Re: [PATCH 4/9] dmaengine: dw-edma: HDMA: Add memory barrier before starting the DMA transfer in remote setup

From: Serge Semin
Date: Thu Jun 22 2023 - 12:22:36 EST


On Thu, Jun 22, 2023 at 05:12:03PM +0200, Köry Maincent wrote:
> On Wed, 21 Jun 2023 18:56:49 +0300
> Serge Semin <fancer.lancer@xxxxxxxxx> wrote:
>
> > > Thanks for you detailed answer, this was instructive.
> > > I will come back with more information if TLP flags are set.
> > > FYI the PCIe board I am currently working with is the one from Brainchip:
> > > Here is the driver:
> > > https://github.com/Brainchip-Inc/akida_dw_edma
> >
> > I've glanced at the driver a bit:
> >
> > 1. Nothing criminal I've noticed in the way the BARs are mapped. It's
> > done as it's normally done. pcim_iomap_regions() is supposed to map
> > with no additional optimization. So the caching seems irrelevant
> > in this case.
> >
> > 2. The probe() method performs some device iATU config:
> > akida_1500_setup_iatu() and akida_1000_setup_iatu(). I would have a
> > closer look at the way the inbound MWs setup is done.
> >
> > 3. akida_1000_iatu_conf_table contains comments about the APB bus. If
> > it's an internal device bus and both LPDDR and eDMA are accessible
> > over the same bus, then the re-ordering may happen there. If APB means
> > the well known Advanced Peripheral Bus, then it's a quite slow bus
> > with respect to the system interconnect and PCIe buses.
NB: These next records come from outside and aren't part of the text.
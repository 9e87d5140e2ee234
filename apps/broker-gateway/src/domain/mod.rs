//! Domain Layer - Broker-neutral types and rules.
//!
//! Everything here is pure: canonical vocabulary, mapping tables,
//! capability declarations, plugin activation, and the adapter state
//! machine. No I/O and no async.

/// Canonical feed types, mapping categories, and optional operations.
pub mod vocabulary;

/// Bidirectional canonical ↔ native code tables.
pub mod mapping;

/// Per-broker capability declarations.
pub mod capability;

/// Canonical streaming events.
pub mod streaming;

/// Adapter state machine and active subscription set.
pub mod subscription;

/// Plugin identity, metadata, and activation rule.
pub mod plugin;

/// Margin calculator inputs and outputs.
pub mod margin;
If eDMA regs
> > and LL-memory buses are different then the last write to the LL-memory
> > might be indeed still pending while the doorbells update arrives.
> > Sending a dummy read to the LL-memory stalls the program execution
> > until a response arrive (PCIe MRd TLPs are non-posted - "send and wait
> > for response") which happens only after the last write to the
> > LL-memory finishes. That's probably why your fix with the dummy-read
> > works and why the delay you noticed is quite significant (4us).
> > Though it looks quite strange to put LPDDR on such slow bus.
> >
> > 4. I would have also had a closer look at the way the outbound MW is
> > configured in your PCIe host controller (whether it enables some
> > optimizations like Relaxed ordering and ID-based ordering).
> >
> > In anyway I would have got in touch with the FPGA designers whether
> > any of my suppositions correct (especially regarding 3.).
>

> Alright, thanks for your instructive review!
>
> In the HDMA driver point of view we can not know if the eDMA regs and the
> LL-memory will be in same bus in whatever future implementation. Of course it
> is the hardware designers who should be careful about having a fast bus and
> memory for the LL, but wouldn't it be more cautious to have this read?
> Just a small thought!

If we get assured that hardware with such problem exists (if you'll get
confirmation about the supposition 3. above) then we'll need to
activate your trick for that hardware only. Adding dummy reads for all
the remote eDMA setups doesn't look correct since it adds additional
delay to the execution path and especially seeing nobody has noticed
and reported such problem so far (for instance Gustavo didn't see the
problem on his device otherwise he would have fixed it).

So if assumption 3. is correct then I'd suggest the next
implementation: add a new dw_edma_chip_flags flag defined (a.k.a
DW_EDMA_SLOW_MEM), have it specified via the dw_edma_chip.flags field
in the Akida device probe() method and activate your trick only if
that flag is set.

-Serge(y)

>
> Köry